Een belhamel is een deugniet, een kwajongen, soms zelfs eentje van een zwaarder kaliber. Het woord gaat minstens terug tot de 16de eeuw, aanvankelijk als groeps- of zelfs bendeleider van oproerlingen.
Een hamel (“Hammel” in het Duits, tevens een belediging (stommerik, idioot), verwijzend naar het niet bepaald welriekende en onsmakelijke vlees van een oude besneden ram) is een gecastreerde ram. Bal-loze rammen zijn rustiger en minder ‘bal’orig dan rammen die niet besneden zijn. Men vergelijke met bv. stieren, hengsten en reuen. In de schapenfok voer(d)en zij daarom de kudde aan. De gecastreerde ram kreeg een bel om en was daarmee de aanvoerder van de kudde schapen. Ergo: een belhamel.
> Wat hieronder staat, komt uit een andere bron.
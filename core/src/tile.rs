use serde::{Deserialize, Serialize};

/// Player-visible state of a single board cell.
#[derive(Copy, Clone, Debug, PartialEq, Eq, Serialize, Deserialize)]
pub enum BoardCell {
    Hidden,
    /// Opened safe cell carrying its adjacent-mine count; 0 is the blank case.
    Revealed(u8),
    /// Opened mine that failed to go off; play continues.
    Dud,
    /// Opened mine that went off.
    Exploded,
}

impl BoardCell {
    pub const fn is_hidden(self) -> bool {
        matches!(self, Self::Hidden)
    }

    /// Whether this cell counts toward clearing the board.
    pub const fn is_cleared(self) -> bool {
        matches!(self, Self::Revealed(_))
    }
}

impl Default for BoardCell {
    fn default() -> Self {
        Self::Hidden
    }
}
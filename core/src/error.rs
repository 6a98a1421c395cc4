use thiserror::Error;

#[derive(Error, Debug, Copy, Clone, PartialEq, Eq)]
pub enum GameError {
    #[error("Board dimensions must be positive")]
    InvalidSize,
    #[error("Too many mines for the board size")]
    TooManyMines,
    #[error("Invalid coordinates")]
    InvalidCoords,
    #[error("Game already ended, no new moves are accepted")]
    AlreadyEnded,
}

pub type Result<T> = core::result::Result<T, GameError>;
Ergens tussen 1560 en 1625 kreeg belhamel naast de letterlijke betekenis ‘aanvoerder van een groep, met een bel om’, de overdrachtelijke betekenis van ‘aanvoerder van een oproer’. Een belhamel was vanaf toen ook een oproerkraaier, een kwajongen, een haantje de voorste. Kortom: een ‘bal’dadig persoon. Iemand mét ballen dus. In ons huidig taalgebruik eerder – quasi begripvol en verontschuldigend – een rakker, een deugniet, een jongere, die nogal eens buiten de lijntjes durft te kleuren.